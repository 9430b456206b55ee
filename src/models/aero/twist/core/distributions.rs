//! Spanwise lift and load distributions of a solved wing.

use std::io::{self, Write};

use uom::si::angle::{degree, radian};

use super::adapter::SolvedAeroState;

/// Normalized distributions along the right half of the design section.
///
/// All arrays have one entry per control point, ordered root to tip.
#[derive(Debug, Clone, PartialEq)]
pub struct SpanwiseLoading {
    /// Span fraction `2y/b` of each control point, in `[0, 1]`.
    pub span: Vec<f64>,

    /// Geometric twist in degrees.
    pub twist: Vec<f64>,

    /// Section lift coefficient over the wing lift coefficient.
    pub lift: Vec<f64>,

    /// Normal force per unit span, `Cn c / (CL c_ref)`.
    pub load: Vec<f64>,

    /// Section drag coefficient based on the element area.
    pub section_cd: Vec<f64>,
}

impl SpanwiseLoading {
    /// Derives the distributions from a trimmed state.
    ///
    /// Body-axis element forces are nondimensionalized by `q dS` and rotated
    /// by the trim angle for the section drag:
    ///
    /// ```text
    /// D  = -Fx cos(a) - Fz sin(a)
    /// Cn = sqrt(Fz² + Fy²) / (q dS)
    /// ```
    #[must_use]
    pub fn from_state(state: &SolvedAeroState, target_cl: f64) -> Self {
        let q = state.freestream.dynamic_pressure();
        let chord_ref = state.reference.chord;
        let (sin_a, cos_a) = state.alpha.get::<radian>().sin_cos();

        let n = state.stations.len();
        let mut loading = Self {
            span: Vec::with_capacity(n),
            twist: Vec::with_capacity(n),
            lift: Vec::with_capacity(n),
            load: Vec::with_capacity(n),
            section_cd: Vec::with_capacity(n),
        };

        for station in &state.stations {
            let non_dim = q * station.area;
            let drag = -station.force_x * cos_a - station.force_z * sin_a;
            let cn = station.force_z.value.hypot(station.force_y.value) / non_dim.value;
            let chord_ratio = (station.chord / chord_ref).value;

            loading.span.push(station.span_frac);
            loading.twist.push(station.twist.get::<degree>());
            loading.lift.push(station.section_cl / target_cl);
            loading.load.push(cn * chord_ratio / target_cl);
            loading.section_cd.push((drag / non_dim).value);
        }

        loading
    }

    #[must_use]
    pub fn len(&self) -> usize {
        self.span.len()
    }

    #[must_use]
    pub fn is_empty(&self) -> bool {
        self.span.is_empty()
    }

    /// Writes the `2y/b,Twist,Lift,Load` table.
    ///
    /// # Errors
    ///
    /// Returns any I/O error from the writer.
    pub fn write_csv<W: Write>(&self, mut writer: W) -> io::Result<()> {
        writeln!(writer, "2y/b,Twist,Lift,Load")?;
        for i in 0..self.len() {
            writeln!(
                writer,
                "{},{},{},{}",
                self.span[i], self.twist[i], self.lift[i], self.load[i]
            )?;
        }
        Ok(())
    }
}
use twine_solvers::equation::bisection;
use uom::si::{angle::radian, f64::Angle};

/// Lifting-line solver configuration.
#[derive(Debug, Clone, Copy, Default, PartialEq)]
pub struct LiftingLineConfig {
    pub solver: SolverKind,
    pub nonlinear: NonlinearConfig,
    pub trim: TrimConfig,
}

/// How the circulation distribution is found.
#[derive(Debug, Clone, Copy, Default, PartialEq, Eq)]
pub enum SolverKind {
    /// Small-angle linearization, solved directly.
    #[default]
    Linear,

    /// Newton iteration on the full vortex-lift balance, started from the
    /// linear solution.
    Nonlinear,
}

/// Newton iteration settings for [`SolverKind::Nonlinear`].
#[derive(Debug, Clone, Copy, PartialEq)]
pub struct NonlinearConfig {
    /// Maximum Newton iterations.
    pub max_iters: usize,

    /// Tolerance on the largest normalized lift-balance residual.
    pub tolerance: f64,

    /// Fraction of each Newton step that is applied.
    pub relaxation: f64,
}

impl Default for NonlinearConfig {
    fn default() -> Self {
        Self {
            max_iters: 50,
            tolerance: 1e-10,
            relaxation: 1.0,
        }
    }
}

/// Trim (target lift coefficient) settings.
#[derive(Debug, Clone, Copy, PartialEq)]
pub struct TrimConfig {
    /// Angle of attack search interval.
    pub bracket: [Angle; 2],

    /// Maximum iteration count for the bisection solve.
    pub max_iters: usize,

    /// Absolute tolerance on the angle of attack.
    pub alpha_tol: Angle,

    /// Absolute tolerance on the lift coefficient residual (achieved - target).
    pub cl_tol: f64,
}

impl Default for TrimConfig {
    fn default() -> Self {
        let limit = 20.0_f64.to_radians();
        Self {
            bracket: [Angle::new::<radian>(-limit), Angle::new::<radian>(limit)],
            max_iters: 100,
            alpha_tol: Angle::new::<radian>(1e-13),
            cl_tol: 1e-13,
        }
    }
}

impl TrimConfig {
    /// Converts this configuration into a bisection solver configuration.
    pub(super) fn bisection(&self) -> bisection::Config {
        bisection::Config {
            max_iters: self.max_iters,
            x_abs_tol: self.alpha_tol.get::<radian>(),
            x_rel_tol: 0.0,
            residual_tol: self.cl_tol,
        }
    }

    pub(super) fn bracket_radians(&self) -> [f64; 2] {
        self.bracket.map(|alpha| alpha.get::<radian>())
    }
}
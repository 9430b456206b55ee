use crate::support::constraint::{Constrained, ConstraintError, NonNegative, StrictlyPositive};

use super::ConfigurationError;

/// Settings for a twist optimization run.
#[derive(Debug, Clone, Copy, PartialEq)]
pub struct OptimizerConfig {
    pub method: Method,

    /// Forward-difference step for the objective gradient, in degrees.
    pub fd_step: f64,

    /// Factor applied to the drag coefficient to form the objective.
    pub scale_factor: f64,

    /// What the objective reports when an evaluation fails.
    pub failure_policy: FailurePolicy,

    /// Maximum minimizer iterations.
    pub max_iters: u64,

    /// Optional limits applied to every twist angle before evaluation.
    pub bounds: Option<TwistBounds>,
}

impl Default for OptimizerConfig {
    fn default() -> Self {
        Self {
            method: Method::default(),
            fd_step: 0.01,
            scale_factor: 1000.0,
            failure_policy: FailurePolicy::default(),
            max_iters: 100,
            bounds: None,
        }
    }
}

/// Minimization algorithm.
#[derive(Debug, Clone, Copy, PartialEq)]
pub enum Method {
    /// L-BFGS with More-Thuente line search on finite-difference gradients.
    Lbfgs {
        /// Number of stored correction pairs.
        memory: usize,
        /// Stop when the gradient norm falls below this.
        grad_tol: f64,
        /// Stop when the objective change falls below this.
        cost_tol: f64,
    },

    /// Derivative-free simplex search.
    NelderMead {
        /// Offset of each initial simplex vertex from the start, in degrees.
        initial_step: f64,
        /// Stop when the standard deviation of vertex costs falls below this.
        sd_tol: f64,
    },
}

impl Default for Method {
    fn default() -> Self {
        Self::Lbfgs {
            memory: 7,
            grad_tol: 1e-6,
            cost_tol: 1e-10,
        }
    }
}

/// Handling of failed aerodynamic evaluations inside the objective.
#[derive(Debug, Clone, Copy, PartialEq)]
pub enum FailurePolicy {
    /// Report this objective value and continue.
    Penalize { penalty: f64 },

    /// Stop the run and return the evaluation error.
    Abort,
}

impl Default for FailurePolicy {
    fn default() -> Self {
        Self::Penalize { penalty: 1.0e6 }
    }
}

/// Inclusive limits on twist angles, in degrees.
#[derive(Debug, Clone, Copy, PartialEq)]
pub struct TwistBounds {
    pub lower: f64,
    pub upper: f64,
}

impl TwistBounds {
    pub(super) fn clamp(&self, twist: f64) -> f64 {
        twist.clamp(self.lower, self.upper)
    }
}

/// Configuration with every value checked.
#[derive(Debug, Clone, Copy, PartialEq)]
pub(crate) struct CheckedConfig {
    pub method: Method,
    pub fd_step: Constrained<f64, StrictlyPositive>,
    pub scale_factor: Constrained<f64, StrictlyPositive>,
    pub failure_policy: FailurePolicy,
    pub max_iters: u64,
    pub bounds: Option<TwistBounds>,
}

impl OptimizerConfig {
    /// Validates every setting.
    ///
    /// # Errors
    ///
    /// Returns [`ConfigurationError::Setting`] naming the first invalid value,
    /// or [`ConfigurationError::Bounds`] for unusable bounds.
    pub(crate) fn check(&self) -> Result<CheckedConfig, ConfigurationError> {
        let positive = |name, value: f64| {
            StrictlyPositive::new(value)
                .map_err(|source| ConfigurationError::Setting { name, source })
        };

        let fd_step = positive("fd_step", self.fd_step)?;
        let scale_factor = positive("scale_factor", self.scale_factor)?;

        match self.method {
            Method::Lbfgs {
                memory,
                grad_tol,
                cost_tol,
            } => {
                #[allow(clippy::cast_precision_loss)]
                positive("memory", memory as f64)?;
                positive("grad_tol", grad_tol)?;
                positive("cost_tol", cost_tol)?;
            }
            Method::NelderMead {
                initial_step,
                sd_tol,
            } => {
                positive("initial_step", initial_step)?;
                positive("sd_tol", sd_tol)?;
            }
        }

        if let FailurePolicy::Penalize { penalty } = self.failure_policy {
            NonNegative::new(penalty)
                .map_err(|source| ConfigurationError::Setting {
                    name: "penalty",
                    source,
                })?;
            if penalty.is_infinite() {
                return Err(ConfigurationError::Setting {
                    name: "penalty",
                    source: ConstraintError::Infinite,
                });
            }
        }

        if let Some(bounds) = self.bounds
            && !(bounds.lower.is_finite()
                && bounds.upper.is_finite()
                && bounds.lower < bounds.upper)
        {
            return Err(ConfigurationError::Bounds);
        }

        Ok(CheckedConfig {
            method: self.method,
            fd_step,
            scale_factor,
            failure_policy: self.failure_policy,
            max_iters: self.max_iters,
            bounds: self.bounds,
        })
    }
}
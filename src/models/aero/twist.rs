//! Wing twist optimization for minimum induced drag.
//!
//! [`TwistOptimizer`] owns a wing geometry, a freestream and an aerodynamic
//! solver, and finds the twist schedule of the geometry's `design_section`
//! that minimizes drag at a target lift coefficient. [`TwistModel`] is the
//! [`twine_core::Model`] that evaluates a single schedule.

mod core;

pub use self::core::{
    ConfigurationError, EvaluationError, FailurePolicy, Method, OptimizationResult,
    OptimizeError, OptimizerConfig, ScheduleError, SolvedAeroState, SpanwiseLoading,
    Termination, TwistBounds, TwistModel, TwistSchedule, evenly_spaced,
};

use crate::support::aero::{
    AeroSolver,
    flight::{FlightCondition, Freestream},
    geometry::WingGeometrySpec,
};

use self::core::{CheckedConfig, check_geometry};

/// Finds the minimum-drag twist schedule of a wing.
///
/// The geometry and configuration are checked once, on construction, so a
/// run never starts with a wing that lacks a `design_section`.
pub struct TwistOptimizer<S> {
    geometry: WingGeometrySpec,
    freestream: Freestream,
    solver: S,
    config: CheckedConfig,
}

impl<S: AeroSolver> TwistOptimizer<S> {
    /// Creates an optimizer.
    ///
    /// # Errors
    ///
    /// Returns a [`ConfigurationError`] if the geometry has no design section
    /// or is otherwise invalid, or if a configuration value is out of range.
    pub fn new(
        geometry: WingGeometrySpec,
        freestream: Freestream,
        solver: S,
        config: OptimizerConfig,
    ) -> Result<Self, ConfigurationError> {
        check_geometry(&geometry)?;
        let config = config.check()?;
        Ok(Self {
            geometry,
            freestream,
            solver,
            config,
        })
    }

    #[must_use]
    pub fn geometry(&self) -> &WingGeometrySpec {
        &self.geometry
    }

    #[must_use]
    pub fn freestream(&self) -> Freestream {
        self.freestream
    }

    /// Model evaluating twist schedules at the given lift coefficient.
    #[must_use]
    pub fn model(&self, target_cl: f64) -> TwistModel<'_, S> {
        TwistModel::new_unchecked(
            &self.geometry,
            FlightCondition {
                freestream: self.freestream,
                target_cl,
            },
            &self.solver,
        )
    }

    /// Optimizes the twist at `num_stations` evenly spaced span stations,
    /// starting from zero twist.
    ///
    /// # Errors
    ///
    /// Returns [`OptimizeError::TooFewStations`] if `num_stations < 2` and
    /// [`OptimizeError::InvalidTargetCl`] for a zero or non-finite target,
    /// both before any evaluation. Other variants report minimizer setup
    /// failures, aborted evaluations, and a failed evaluation at the optimum.
    pub fn optimize(
        &self,
        num_stations: usize,
        target_cl: f64,
    ) -> Result<OptimizationResult, OptimizeError> {
        if num_stations < 2 {
            return Err(OptimizeError::TooFewStations(num_stations));
        }
        if !target_cl.is_finite() || target_cl.abs() < f64::MIN_POSITIVE {
            return Err(OptimizeError::InvalidTargetCl(target_cl));
        }

        let initial = TwistSchedule::zeros(num_stations)?;
        self::core::optimize(&self.model(target_cl), &self.config, &initial)
    }
}
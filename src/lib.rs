//! # Twine Twist
//!
//! Minimum induced drag twist optimization for lifting wings, built on
//! [Twine](https://github.com/isentropic-dev/twine).
//!
//! Given a wing with a section named `design_section`, a freestream and a
//! target lift coefficient, [`TwistOptimizer`](models::aero::twist::TwistOptimizer)
//! searches for the twist angles at evenly spaced span stations that
//! minimize drag once the wing is trimmed to that lift coefficient.
//!
//! ## Crate layout
//!
//! - [`models`]: The twist optimizer and its [`twine_core::Model`] adapter.
//! - [`support`]: Aerodynamic solver capabilities, a lifting-line backend and
//!   numeric constraints used by the models.
//!
//! Modules in [`support`] are part of the public API because they're useful,
//! but their APIs are not stable. Breaking changes may occur as needed.
//!
//! ## Example
//!
//! ```no_run
//! use twine_twist::{
//!     models::aero::twist::{OptimizerConfig, TwistOptimizer},
//!     support::aero::{flight::Freestream, geometry::WingGeometrySpec, lifting_line::LiftingLine},
//! };
//! use uom::si::{
//!     f64::{MassDensity, Velocity},
//!     mass_density::kilogram_per_cubic_meter,
//!     velocity::meter_per_second,
//! };
//!
//! # fn main() -> Result<(), Box<dyn std::error::Error>> {
//! let geometry: WingGeometrySpec = serde_json::from_str(&std::fs::read_to_string("wing.json")?)?;
//! let freestream = Freestream::new(
//!     Velocity::new::<meter_per_second>(30.0),
//!     MassDensity::new::<kilogram_per_cubic_meter>(1.225),
//! )?;
//!
//! let optimizer = TwistOptimizer::new(
//!     geometry,
//!     freestream,
//!     LiftingLine::default(),
//!     OptimizerConfig::default(),
//! )?;
//! let result = optimizer.optimize(11, 0.5)?;
//! result.loading.write_csv(std::io::stdout())?;
//! # Ok(())
//! # }
//! ```

pub mod models;
pub mod support;
//! Twist optimization for minimum induced drag.
//!
//! The minimizer proposes twist angles at fixed span stations of the wing's
//! `design_section`. Each proposal is evaluated by [`TwistModel`], which
//! rebuilds the wing, trims it to the target lift coefficient and reads the
//! drag coefficient. After the minimizer stops, the model is evaluated once
//! more at the optimum and its stations are post-processed into a
//! [`SpanwiseLoading`].

mod adapter;
mod config;
mod distributions;
mod driver;
mod error;
mod objective;
mod results;
mod schedule;

#[cfg(test)]
pub(super) mod test_support;

pub use adapter::{SolvedAeroState, TwistModel};
pub use config::{FailurePolicy, Method, OptimizerConfig, TwistBounds};
pub use distributions::SpanwiseLoading;
pub use error::{ConfigurationError, EvaluationError, OptimizeError};
pub use results::{OptimizationResult, Termination};
pub use schedule::{ScheduleError, TwistSchedule, evenly_spaced};

pub(crate) use adapter::check_geometry;
pub(crate) use config::CheckedConfig;
pub(crate) use driver::optimize;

_Required action_
Among the lines of the listing above, which ones hold "Maximum"? Copy them.

_Result of this exercise_
    /// Maximum Newton iterations.
    /// Maximum iteration count for the bisection solve.
    /// Maximum minimizer iterations.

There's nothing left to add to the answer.